Meski krisis di Palestina semakin buruk, tidak ada upaya dari negri muslim untuk membantu melawan zionis yahudi Israel, seperti Arab Saudi, Mesir enggan membuka perbatasannya, apalagi memberi bantuan. Negara arab lainnya malah menormalisasi hubungannya dengan Israel, sedangkan Turki hanya bisa mengecam dan mengutuk tanpa ada langkah yang lebih meyakinkan untuk membantu masyarakat Palestina.
Ini semua menunjukkan bahwa sikap abai negara-negara islam akibat sentimen kebangsaan. Ikatan akidah sesama muslim tidak dikedepankan dalam menyikapi kris kemanusiaan di Palestina. Ide nasionalisme yang sudah mengakar di negri muslim telah menjadi racun politik yang menyebabkan negri muslim tidak berkutik untuk membela saudara muslim di Palestina.
Cinta kekuasaan juga menghalangi para penguasa negeri muslim untuk bersatu atas nama akidah Islam. Meski sebagian negeri muslim mengirimkan bantuan kemanusiaan, mereka melakukan itu semata-mata untuk meredam kemarahan rakyatnya yang kecewa terhadap penguasanya karena tidak pernah mengambil langkah yang kongkrit dalam rangka membantu menggempur zionis Israel.
Padahal rasulullah telah berpesan bahwa " perumpamaan orang-orang mukmin dalam hal hal saling mencintai, menyayangi dan mengasihi bagaikan satu tubuh. Apabila ada salah satu anggota tubuh yang sakit maka seluruh tubuhnya akan ikut terjaga (tidak bisa tidur) dan panas (turut merasakan sakitnya). (H.R. Bukhari dan muslim)
Sistem kapitalisme yang di antaranya negri muslim membuat mati rasa, ketidak pedulian mereka menegaskan sikap individualis. Padahal Palestina membutuhkan perkara yang lebih tinggi dari sekedar kepedulian mereka, karena krisis di Palestina adalah genosida.
Lebih dari itu, krisis Palestina tidak hanya berupa krisis kemanusiaan. Krisis Palestina adalah wujud perang ideologi. Di sana terjadi pertarungan antara ideologi kufur kapitalisme dan ideologi sahih, yakni Islam. Israel yang sangat jemawa dengan dukungan negara adidaya AS merasa aman-aman saja meski selalu menjadi sorotan dan kecaman masyarakat internasional.
Demikian pula negeri-negeri muslim yang mengemban ideologi kapitalisme, mereka pun membebek AS dan Barat.

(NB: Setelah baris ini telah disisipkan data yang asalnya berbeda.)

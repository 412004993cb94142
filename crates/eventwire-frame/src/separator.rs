//! The frame separator.
//!
//! Every frame on the wire is one compact JSON message followed by
//! [`SEPARATOR`]. Compact JSON escapes every control character inside
//! strings and never emits raw whitespace between tokens, so the separator
//! cannot occur inside a serialized message.
//!
//! There is exactly one separator. `\r\n` is not treated specially: the
//! `\r` stays part of the frame, where the JSON parser skips it as
//! whitespace.

/// The byte sequence terminating every frame: a single newline.
pub const SEPARATOR: &[u8] = b"\n";

/// Returns the offset of the first complete `separator` in `haystack`
/// at or after `from`.
pub fn find(haystack: &[u8], separator: &[u8], from: usize) -> Option<usize> {
    if separator.is_empty() || haystack.len() < separator.len() || from >= haystack.len() {
        return None;
    }
    if let [single] = separator {
        return haystack[from..]
            .iter()
            .position(|b| b == single)
            .map(|pos| from + pos);
    }
    haystack[from..]
        .windows(separator.len())
        .position(|window| window == separator)
        .map(|pos| from + pos)
}

/// Returns true if `bytes` contains the separator anywhere.
pub fn contains(bytes: &[u8]) -> bool {
    find(bytes, SEPARATOR, 0).is_some()
}

#[cfg(test)]
mod tests {
    use super::*;

    #[test]
    fn finds_single_byte_separator() {
        assert_eq!(find(b"abc\ndef\n", SEPARATOR, 0), Some(3));
        assert_eq!(find(b"abc\ndef\n", SEPARATOR, 4), Some(7));
        assert_eq!(find(b"abc", SEPARATOR, 0), None);
    }

    #[test]
    fn finds_multi_byte_separator_only_when_complete() {
        assert_eq!(find(b"ab<END", b"<END>", 0), None);
        assert_eq!(find(b"ab<END>cd", b"<END>", 0), Some(2));
        assert_eq!(find(b"ab<END>cd<END>", b"<END>", 3), Some(9));
    }

    #[test]
    fn out_of_range_start_is_none() {
        assert_eq!(find(b"a\n", SEPARATOR, 2), None);
        assert_eq!(find(b"", SEPARATOR, 0), None);
        assert_eq!(find(b"abc", b"", 0), None);
    }

    #[test]
    fn compact_json_never_contains_separator() {
        let value = serde_json::json!({ "text": "line one\nline two\r\n", "n": [1, 2] });
        let encoded = serde_json::to_vec(&value).unwrap();
        assert!(!contains(&encoded));
    }
}
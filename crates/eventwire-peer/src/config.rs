use eventwire_frame::FrameConfig;

/// Permissions applied to Unix socket files created by `Consumer::listen`.
pub const DEFAULT_SOCKET_MODE: u32 = 0o600;

/// Provider behavior configuration.
#[derive(Debug, Clone, Default)]
pub struct ProviderConfig {
    /// Frame limits and socket timeouts for the outbound connection.
    pub frame: FrameConfig,
}

impl ProviderConfig {
    pub fn with_frame_config(mut self, frame: FrameConfig) -> Self {
        self.frame = frame;
        self
    }

    pub fn with_max_frame_size(mut self, max_frame_size: usize) -> Self {
        self.frame.max_frame_size = max_frame_size;
        self
    }
}

/// Consumer behavior configuration.
#[derive(Debug, Clone)]
pub struct ConsumerConfig {
    /// Frame limits and socket timeouts applied to every accepted connection.
    pub frame: FrameConfig,
    /// File mode for Unix socket files. Ignored for TCP.
    pub socket_mode: u32,
}

impl Default for ConsumerConfig {
    fn default() -> Self {
        Self {
            frame: FrameConfig::default(),
            socket_mode: DEFAULT_SOCKET_MODE,
        }
    }
}

impl ConsumerConfig {
    pub fn with_frame_config(mut self, frame: FrameConfig) -> Self {
        self.frame = frame;
        self
    }

    pub fn with_max_frame_size(mut self, max_frame_size: usize) -> Self {
        self.frame.max_frame_size = max_frame_size;
        self
    }

    pub fn with_socket_mode(mut self, mode: u32) -> Self {
        self.socket_mode = mode;
        self
    }
}
use std::io::ErrorKind;
use std::os::unix::fs::{FileTypeExt, MetadataExt, PermissionsExt};
use std::os::unix::net::{UnixListener, UnixStream};
use std::path::{Path, PathBuf};

use tracing::{debug, info};

use crate::address::Address;
use crate::error::{Result, TransportError};
use crate::stream::Stream;

/// Unix domain socket transport.
///
/// Provides bind/accept/connect over filesystem-path UDS on Linux and macOS.
/// The socket file is removed on `Drop` if it is still the one we created.
pub struct UnixDomainSocket {
    listener: UnixListener,
    path: PathBuf,
    created_inode: Option<(u64, u64)>,
}

impl UnixDomainSocket {
    /// Default permission mode for created socket paths.
    pub const DEFAULT_SOCKET_MODE: u32 = 0o600;
    /// Maximum socket path length.
    /// Unix `sockaddr_un.sun_path` is typically 108 bytes on Linux, 104 on macOS.
    #[cfg(target_os = "linux")]
    const MAX_PATH_LEN: usize = 108;
    #[cfg(not(target_os = "linux"))]
    const MAX_PATH_LEN: usize = 104;

    /// Bind and listen on a filesystem-path Unix domain socket.
    ///
    /// An existing socket file at `path` fails with `AddrInUse` and is left
    /// alone; the owner is never contacted. A non-socket file fails with
    /// `AlreadyExists`.
    pub fn bind(path: impl AsRef<Path>) -> Result<Self> {
        Self::bind_with_mode(path, Self::DEFAULT_SOCKET_MODE)
    }

    /// Bind and listen on a filesystem-path Unix domain socket with explicit mode.
    pub fn bind_with_mode(path: impl AsRef<Path>, mode: u32) -> Result<Self> {
        let path = path.as_ref().to_path_buf();

        let path_bytes = path.as_os_str().len();
        if path_bytes >= Self::MAX_PATH_LEN {
            return Err(TransportError::PathTooLong {
                path,
                len: path_bytes,
                max: Self::MAX_PATH_LEN,
            });
        }

        let bind_err = |source: std::io::Error| TransportError::Bind {
            address: Address::Unix(path.clone()),
            source,
        };

        if let Ok(metadata) = std::fs::symlink_metadata(&path) {
            let (kind, reason) = if metadata.file_type().is_socket() {
                (
                    ErrorKind::AddrInUse,
                    "socket path already exists; remove it if nothing listens on it",
                )
            } else {
                (ErrorKind::AlreadyExists, "existing path is not a unix socket")
            };
            return Err(bind_err(std::io::Error::new(kind, reason)));
        }

        let listener = UnixListener::bind(&path).map_err(bind_err)?;

        std::fs::set_permissions(&path, std::fs::Permissions::from_mode(mode))
            .map_err(bind_err)?;
        let created_metadata = std::fs::symlink_metadata(&path).map_err(bind_err)?;
        let created_inode = Some((created_metadata.dev(), created_metadata.ino()));

        info!(?path, "listening on unix domain socket");

        Ok(Self {
            listener,
            path,
            created_inode,
        })
    }

    /// Accept an incoming connection (blocking unless non-blocking mode is set).
    pub fn accept(&self) -> Result<Stream> {
        let (stream, _addr) = self.listener.accept().map_err(TransportError::Accept)?;
        stream.set_nonblocking(false)?;
        debug!(path = ?self.path, "accepted connection");
        Ok(Stream::from_unix(stream))
    }

    /// Switch the listener between blocking and non-blocking accept.
    pub fn set_nonblocking(&self, nonblocking: bool) -> Result<()> {
        self.listener
            .set_nonblocking(nonblocking)
            .map_err(Into::into)
    }

    /// Connect to a listening Unix domain socket (blocking).
    pub fn connect(path: impl AsRef<Path>) -> Result<Stream> {
        let path = path.as_ref();
        let stream = UnixStream::connect(path).map_err(|e| TransportError::Connect {
            address: Address::Unix(path.to_path_buf()),
            source: e,
        })?;
        debug!(?path, "connected to unix domain socket");
        Ok(Stream::from_unix(stream))
    }

    /// The path this socket is bound to.
    pub fn path(&self) -> &Path {
        &self.path
    }

    /// Transport name for diagnostics.
    pub fn transport_name(&self) -> &'static str {
        "unix-domain-socket"
    }
}

impl Drop for UnixDomainSocket {
    fn drop(&mut self) {
        if let Some((expected_dev, expected_ino)) = self.created_inode {
            if let Ok(metadata) = std::fs::symlink_metadata(&self.path) {
                if metadata.file_type().is_socket()
                    && metadata.dev() == expected_dev
                    && metadata.ino() == expected_ino
                {
                    debug!(path = ?self.path, "cleaning up socket file");
                    let _ = std::fs::remove_file(&self.path);
                } else {
                    debug!(
                        path = ?self.path,
                        "socket path identity changed; skipping cleanup"
                    );
                }
            }
        }
    }
}
use std::io::ErrorKind;

use crate::address::Address;
use crate::error::{Result, TransportError};
use crate::stream::Stream;
use crate::tcp::TcpSocket;
#[cfg(unix)]
use crate::uds::UnixDomainSocket;

/// A bound, listening endpoint of either transport.
pub enum Listener {
    #[cfg(unix)]
    Unix(UnixDomainSocket),
    Tcp(TcpSocket),
}

impl Listener {
    /// Bind `address` with default socket permissions.
    pub fn bind(address: &Address) -> Result<Self> {
        #[cfg(unix)]
        {
            Self::bind_with_mode(address, UnixDomainSocket::DEFAULT_SOCKET_MODE)
        }
        #[cfg(not(unix))]
        {
            Self::bind_with_mode(address, 0)
        }
    }

    /// Bind `address`; `mode` applies to Unix socket files only.
    pub fn bind_with_mode(address: &Address, mode: u32) -> Result<Self> {
        match address {
            #[cfg(unix)]
            Address::Unix(path) => Ok(Listener::Unix(UnixDomainSocket::bind_with_mode(
                path, mode,
            )?)),
            #[cfg(not(unix))]
            Address::Unix(_) => {
                let _ = mode;
                Err(unsupported(address, TransportErrorKind::Bind))
            }
            Address::Tcp(addr) => Ok(Listener::Tcp(TcpSocket::bind(addr)?)),
        }
    }

    /// Accept an incoming connection.
    pub fn accept(&self) -> Result<Stream> {
        match self {
            #[cfg(unix)]
            Listener::Unix(socket) => socket.accept(),
            Listener::Tcp(socket) => socket.accept(),
        }
    }

    /// Accept without blocking (after `set_nonblocking(true)`).
    ///
    /// Returns `Ok(None)` when no client is waiting.
    pub fn try_accept(&self) -> Result<Option<Stream>> {
        match self.accept() {
            Ok(stream) => Ok(Some(stream)),
            Err(TransportError::Accept(err))
                if matches!(err.kind(), ErrorKind::WouldBlock | ErrorKind::Interrupted) =>
            {
                Ok(None)
            }
            Err(err) => Err(err),
        }
    }

    /// Switch the listener between blocking and non-blocking accept.
    pub fn set_nonblocking(&self, nonblocking: bool) -> Result<()> {
        match self {
            #[cfg(unix)]
            Listener::Unix(socket) => socket.set_nonblocking(nonblocking),
            Listener::Tcp(socket) => socket.set_nonblocking(nonblocking),
        }
    }

    /// The address this listener is bound to, with the real port for TCP.
    pub fn local_address(&self) -> Address {
        match self {
            #[cfg(unix)]
            Listener::Unix(socket) => Address::Unix(socket.path().to_path_buf()),
            Listener::Tcp(socket) => Address::from(socket.local_addr()),
        }
    }

    /// Transport name for diagnostics.
    pub fn transport_name(&self) -> &'static str {
        match self {
            #[cfg(unix)]
            Listener::Unix(socket) => socket.transport_name(),
            Listener::Tcp(socket) => socket.transport_name(),
        }
    }
}

/// Connect to a listening endpoint.
pub fn connect(address: &Address) -> Result<Stream> {
    match address {
        #[cfg(unix)]
        Address::Unix(path) => UnixDomainSocket::connect(path),
        #[cfg(not(unix))]
        Address::Unix(_) => Err(unsupported(address, TransportErrorKind::Connect)),
        Address::Tcp(addr) => TcpSocket::connect(addr),
    }
}

#[cfg(not(unix))]
enum TransportErrorKind {
    Bind,
    Connect,
}

#[cfg(not(unix))]
fn unsupported(address: &Address, kind: TransportErrorKind) -> TransportError {
    let source = std::io::Error::new(
        ErrorKind::Unsupported,
        "unix domain sockets are not available on this platform",
    );
    match kind {
        TransportErrorKind::Bind => TransportError::Bind {
            address: address.clone(),
            source,
        },
        TransportErrorKind::Connect => TransportError::Connect {
            address: address.clone(),
            source,
        },
    }
}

Pada akhirnya, mereka gagal menerjemahkan ikatan dengan negeri dan penduduk Palestina sebagai ikatan akidah dan keimanan. Negeri-negeri muslim tetap bergeming tanpa menurunkan bantuan strategis seperti pengiriman pasukan militer.
Parahnya lagi, kepemimpinan dunia berada di tangan negara-negara kapitalis, suara solidaritas dari seluruh penjuru dunia atas Palestina bisa begitu mudah diabaikan. Pada saat yang sama, bantuan berupa perlawanan militer selalu nihil diterjunkan dari negeri-negeri muslim.
Sejatinya, pengiriman militer menjadi solusi praktis yang semestinya dilakukan oleh negara-negara terdekat Palestina, yaitu negara-negara Arab. Bantuan lain yang seharusnya mereka wujudkan adalah membuka perbatasan sehingga arus bantuan logistik bisa dengan mudah disalurkan kepada warga Palestina, baik itu makanan, pakaian, selimut, maupun obat-obatan.
Sayang, ideologi Islam sebagai lawan yang sepadan bagi kapitalisme, baru diemban oleh individu dan belum diemban oleh negara. Berhubung Israel adalah negara kafir harbi fi’lan (negara kafir yang sedang memerangi umat Islam secara riil), maka lawan yang seimbang adalah negara pengemban ideologi Islam, yakni Khilafah.
Dalam menghadapi entitas Zionis Yahudi, Khilafah memiliki kebijakan politik luar negeri berupa dakwah dan jihad. Serangan Israel yang telah menumpahkan darah kaum muslim Palestina, khususnya di Gaza saat ini, membuatnya halal untuk diperangi.
Banyak sekali perundingan maupun resolusi PBB, tidak terkecuali upaya gencatan senjata, yang selama ini dianggap solusi, sungguh tidak akan mampu menghantam kebrutalan dan kebebalan Zionis. Yahudi hanya paham dengan bahasa perang. Ini juga terbukti dalam sejarah bahwa dengan banyaknya Nabi yang membersamai bangsa Yahudi, seharusnya mereka menjadi bangsa yang saleh dan bertakwa. Namun sebaliknya, mereka ingkar, bahkan menjadi kaum yang selalu memusuhi para Nabi.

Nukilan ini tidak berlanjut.